Work item: The expected output is every entry below, exact in every character.

........

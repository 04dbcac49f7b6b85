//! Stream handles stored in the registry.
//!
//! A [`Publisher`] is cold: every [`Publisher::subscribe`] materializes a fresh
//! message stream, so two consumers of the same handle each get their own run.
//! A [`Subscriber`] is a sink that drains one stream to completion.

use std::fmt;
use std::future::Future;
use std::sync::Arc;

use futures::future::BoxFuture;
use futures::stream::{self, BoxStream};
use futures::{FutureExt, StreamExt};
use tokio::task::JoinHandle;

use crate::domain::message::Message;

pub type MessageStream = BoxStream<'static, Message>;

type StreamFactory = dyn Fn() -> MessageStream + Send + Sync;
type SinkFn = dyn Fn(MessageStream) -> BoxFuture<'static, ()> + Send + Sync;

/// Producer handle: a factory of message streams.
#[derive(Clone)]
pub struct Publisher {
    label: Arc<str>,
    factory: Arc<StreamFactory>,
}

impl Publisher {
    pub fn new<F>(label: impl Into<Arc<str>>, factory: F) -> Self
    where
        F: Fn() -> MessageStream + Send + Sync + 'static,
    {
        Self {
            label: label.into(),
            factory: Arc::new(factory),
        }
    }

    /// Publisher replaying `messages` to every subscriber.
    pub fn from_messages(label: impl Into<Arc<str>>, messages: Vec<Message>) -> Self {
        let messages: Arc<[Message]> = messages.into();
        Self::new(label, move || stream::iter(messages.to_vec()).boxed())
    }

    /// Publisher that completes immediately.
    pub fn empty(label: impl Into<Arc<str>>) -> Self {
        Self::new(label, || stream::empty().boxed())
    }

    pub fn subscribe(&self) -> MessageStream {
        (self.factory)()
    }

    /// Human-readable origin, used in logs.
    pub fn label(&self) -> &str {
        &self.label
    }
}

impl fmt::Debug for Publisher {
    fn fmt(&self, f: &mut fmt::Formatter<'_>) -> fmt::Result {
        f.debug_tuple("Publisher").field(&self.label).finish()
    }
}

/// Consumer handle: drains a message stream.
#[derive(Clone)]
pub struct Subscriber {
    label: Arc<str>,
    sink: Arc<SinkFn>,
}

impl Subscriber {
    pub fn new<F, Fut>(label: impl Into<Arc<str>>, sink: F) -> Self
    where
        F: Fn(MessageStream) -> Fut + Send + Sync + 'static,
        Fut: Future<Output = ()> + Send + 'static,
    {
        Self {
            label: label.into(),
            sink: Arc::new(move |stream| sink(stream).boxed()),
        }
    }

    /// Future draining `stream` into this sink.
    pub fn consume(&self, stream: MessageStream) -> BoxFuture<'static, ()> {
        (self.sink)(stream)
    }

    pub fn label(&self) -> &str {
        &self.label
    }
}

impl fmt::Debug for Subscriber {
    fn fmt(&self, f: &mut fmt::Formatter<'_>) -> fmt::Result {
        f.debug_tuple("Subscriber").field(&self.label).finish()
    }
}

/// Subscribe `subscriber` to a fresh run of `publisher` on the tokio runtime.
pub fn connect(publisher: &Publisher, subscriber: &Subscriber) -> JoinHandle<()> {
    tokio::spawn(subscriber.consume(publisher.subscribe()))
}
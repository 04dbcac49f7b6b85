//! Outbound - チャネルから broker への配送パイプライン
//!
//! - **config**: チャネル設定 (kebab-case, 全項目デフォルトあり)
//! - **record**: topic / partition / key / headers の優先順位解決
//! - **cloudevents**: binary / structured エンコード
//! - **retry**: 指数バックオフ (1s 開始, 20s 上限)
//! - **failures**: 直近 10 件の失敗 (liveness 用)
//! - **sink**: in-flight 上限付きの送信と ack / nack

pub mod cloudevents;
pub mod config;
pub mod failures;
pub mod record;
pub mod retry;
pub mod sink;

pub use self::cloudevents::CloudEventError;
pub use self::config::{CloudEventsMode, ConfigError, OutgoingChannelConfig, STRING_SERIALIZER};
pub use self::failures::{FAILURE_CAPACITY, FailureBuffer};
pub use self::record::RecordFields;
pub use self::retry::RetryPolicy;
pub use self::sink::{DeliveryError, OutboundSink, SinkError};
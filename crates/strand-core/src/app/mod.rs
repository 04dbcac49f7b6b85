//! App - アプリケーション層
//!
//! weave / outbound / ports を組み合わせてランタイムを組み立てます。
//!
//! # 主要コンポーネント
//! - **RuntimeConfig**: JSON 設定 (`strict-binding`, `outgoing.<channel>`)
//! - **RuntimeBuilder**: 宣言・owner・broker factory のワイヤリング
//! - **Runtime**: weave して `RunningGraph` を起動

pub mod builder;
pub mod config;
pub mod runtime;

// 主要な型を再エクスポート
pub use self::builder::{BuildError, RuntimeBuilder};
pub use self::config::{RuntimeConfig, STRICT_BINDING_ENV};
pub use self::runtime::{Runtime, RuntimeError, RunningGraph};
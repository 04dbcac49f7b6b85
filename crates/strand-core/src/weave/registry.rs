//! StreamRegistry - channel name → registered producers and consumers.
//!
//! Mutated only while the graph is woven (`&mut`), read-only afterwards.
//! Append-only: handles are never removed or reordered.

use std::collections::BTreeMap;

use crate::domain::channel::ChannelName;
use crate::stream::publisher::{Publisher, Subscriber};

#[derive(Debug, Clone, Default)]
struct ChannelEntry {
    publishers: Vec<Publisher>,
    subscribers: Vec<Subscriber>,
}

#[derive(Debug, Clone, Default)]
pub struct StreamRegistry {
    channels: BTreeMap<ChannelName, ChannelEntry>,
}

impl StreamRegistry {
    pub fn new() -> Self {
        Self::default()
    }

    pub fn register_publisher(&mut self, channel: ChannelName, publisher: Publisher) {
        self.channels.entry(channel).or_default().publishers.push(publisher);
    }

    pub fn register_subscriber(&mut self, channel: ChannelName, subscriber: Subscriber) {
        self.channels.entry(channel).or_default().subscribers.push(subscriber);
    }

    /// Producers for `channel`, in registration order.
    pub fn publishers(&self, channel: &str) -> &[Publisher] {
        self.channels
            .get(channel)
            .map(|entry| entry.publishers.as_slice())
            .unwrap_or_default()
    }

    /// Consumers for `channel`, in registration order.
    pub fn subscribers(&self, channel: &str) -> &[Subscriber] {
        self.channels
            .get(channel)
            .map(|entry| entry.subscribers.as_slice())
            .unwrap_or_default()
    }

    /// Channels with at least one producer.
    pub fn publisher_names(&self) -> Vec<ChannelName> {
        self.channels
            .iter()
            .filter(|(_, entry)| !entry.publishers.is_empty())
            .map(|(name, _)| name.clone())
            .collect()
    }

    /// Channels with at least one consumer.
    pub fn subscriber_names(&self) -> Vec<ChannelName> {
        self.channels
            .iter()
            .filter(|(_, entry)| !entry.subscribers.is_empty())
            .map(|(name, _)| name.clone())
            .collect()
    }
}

........

Solution to this exercise:
repository 04dbcac49f7b6b85
//! Stream handles stored in the registry.
//!
//! A [`Publisher`] is cold: every [`Publisher::subscribe`] materializes a fresh
//! message stream, so two consumers of the same handle each get their own run.
//! A [`Subscriber`] is a sink that drains one stream to completion.

use std::fmt;
use std::future::Future;
use std::sync::Arc;

use futures::future::BoxFuture;
use futures::stream::{self, BoxStream};
use futures::{FutureExt, StreamExt};
use tokio::task::JoinHandle;

use crate::domain::message::Message;

pub type MessageStream = BoxStream<'static, Message>;

type StreamFactory = dyn Fn() -> MessageStream + Send + Sync;
type SinkFn = dyn Fn(MessageStream) -> BoxFuture<'static, ()> + Send + Sync;

/// Producer handle: a factory of message streams.
#[derive(Clone)]
pub struct Publisher {
    label: Arc<str>,
    factory: Arc<StreamFactory>,
}

impl Publisher {
    pub fn new<F>(label: impl Into<Arc<str>>, factory: F) -> Self
    where
        F: Fn() -> MessageStream + Send + Sync + 'static,
    {
        Self {
            label: label.into(),
            factory: Arc::new(factory),
        }
    }

    /// Publisher replaying `messages` to every subscriber.
    pub fn from_messages(label: impl Into<Arc<str>>, messages: Vec<Message>) -> Self {
        let messages: Arc<[Message]> = messages.into();
        Self::new(label, move || stream::iter(messages.to_vec()).boxed())
    }

    /// Publisher that completes immediately.
    pub fn empty(label: impl Into<Arc<str>>) -> Self {
        Self::new(label, || stream::empty().boxed())
    }

    pub fn subscribe(&self) -> MessageStream {
        (self.factory)()
    }

    /// Human-readable origin, used in logs.
    pub fn label(&self) -> &str {
        &self.label
    }
}

impl fmt::Debug for Publisher {
    fn fmt(&self, f: &mut fmt::Formatter<'_>) -> fmt::Result {
        f.debug_tuple("Publisher").field(&self.label).finish()
    }
}

/// Consumer handle: drains a message stream.
#[derive(Clone)]
pub struct Subscriber {
    label: Arc<str>,
    sink: Arc<SinkFn>,
}

impl Subscriber {
    pub fn new<F, Fut>(label: impl Into<Arc<str>>, sink: F) -> Self
    where
        F: Fn(MessageStream) -> Fut + Send + Sync + 'static,
        Fut: Future<Output = ()> + Send + 'static,
    {
        Self {
            label: label.into(),
            sink: Arc::new(move |stream| sink(stream).boxed()),
        }
    }

    /// Future draining `stream` into this sink.
    pub fn consume(&self, stream: MessageStream) -> BoxFuture<'static, ()> {
        (self.sink)(stream)
    }

    pub fn label(&self) -> &str {
        &self.label
    }
}

impl fmt::Debug for Subscriber {
    fn fmt(&self, f: &mut fmt::Formatter<'_>) -> fmt::Result {
        f.debug_tuple("Subscriber").field(&self.label).finish()
    }
}

/// Subscribe `subscriber` to a fresh run of `publisher` on the tokio runtime.
pub fn connect(publisher: &Publisher, subscriber: &Subscriber) -> JoinHandle<()> {
    tokio::spawn(subscriber.consume(publisher.subscribe()))
}
repository 04dbcac49f7b6b85
//! Outbound - チャネルから broker への配送パイプライン
//!
//! - **config**: チャネル設定 (kebab-case, 全項目デフォルトあり)
//! - **record**: topic / partition / key / headers の優先順位解決
//! - **cloudevents**: binary / structured エンコード
//! - **retry**: 指数バックオフ (1s 開始, 20s 上限)
//! - **failures**: 直近 10 件の失敗 (liveness 用)
//! - **sink**: in-flight 上限付きの送信と ack / nack

pub mod cloudevents;
pub mod config;
pub mod failures;
pub mod record;
pub mod retry;
pub mod sink;

pub use self::cloudevents::CloudEventError;
pub use self::config::{CloudEventsMode, ConfigError, OutgoingChannelConfig, STRING_SERIALIZER};
pub use self::failures::{FAILURE_CAPACITY, FailureBuffer};
pub use self::record::RecordFields;
pub use self::retry::RetryPolicy;
pub use self::sink::{DeliveryError, OutboundSink, SinkError};
filename crates/strand-core/src/app/mod.rs
repository 04dbcac49f7b6b85
//! App - アプリケーション層
//!
//! weave / outbound / ports を組み合わせてランタイムを組み立てます。
//!
//! # 主要コンポーネント
//! - **RuntimeConfig**: JSON 設定 (`strict-binding`, `outgoing.<channel>`)
//! - **RuntimeBuilder**: 宣言・owner・broker factory のワイヤリング
//! - **Runtime**: weave して `RunningGraph` を起動

pub mod builder;
pub mod config;
pub mod runtime;

// 主要な型を再エクスポート
pub use self::builder::{BuildError, RuntimeBuilder};
pub use self::config::{RuntimeConfig, STRICT_BINDING_ENV};
pub use self::runtime::{Runtime, RuntimeError, RunningGraph};
repository 04dbcac49f7b6b85
filename crates/strand-core/src/weave/registry.rs
//! StreamRegistry - channel name → registered producers and consumers.
//!
//! Mutated only while the graph is woven (`&mut`), read-only afterwards.
//! Append-only: handles are never removed or reordered.

use std::collections::BTreeMap;

use crate::domain::channel::ChannelName;
use crate::stream::publisher::{Publisher, Subscriber};

#[derive(Debug, Clone, Default)]
struct ChannelEntry {
    publishers: Vec<Publisher>,
    subscribers: Vec<Subscriber>,
}

#[derive(Debug, Clone, Default)]
pub struct StreamRegistry {
    channels: BTreeMap<ChannelName, ChannelEntry>,
}

impl StreamRegistry {
    pub fn new() -> Self {
        Self::default()
    }

    pub fn register_publisher(&mut self, channel: ChannelName, publisher: Publisher) {
        self.channels.entry(channel).or_default().publishers.push(publisher);
    }

    pub fn register_subscriber(&mut self, channel: ChannelName, subscriber: Subscriber) {
        self.channels.entry(channel).or_default().subscribers.push(subscriber);
    }

    /// Producers for `channel`, in registration order.
    pub fn publishers(&self, channel: &str) -> &[Publisher] {
        self.channels
            .get(channel)
            .map(|entry| entry.publishers.as_slice())
            .unwrap_or_default()
    }

    /// Consumers for `channel`, in registration order.
    pub fn subscribers(&self, channel: &str) -> &[Subscriber] {
        self.channels
            .get(channel)
            .map(|entry| entry.subscribers.as_slice())
            .unwrap_or_default()
    }

    /// Channels with at least one producer.
    pub fn publisher_names(&self) -> Vec<ChannelName> {
        self.channels
            .iter()
            .filter(|(_, entry)| !entry.publishers.is_empty())
            .map(|(name, _)| name.clone())
            .collect()
    }

    /// Channels with at least one consumer.
    pub fn subscriber_names(&self) -> Vec<ChannelName> {
        self.channels
            .iter()
            .filter(|(_, entry)| !entry.subscribers.is_empty())
            .map(|(name, _)| name.clone())
            .collect()
    }
}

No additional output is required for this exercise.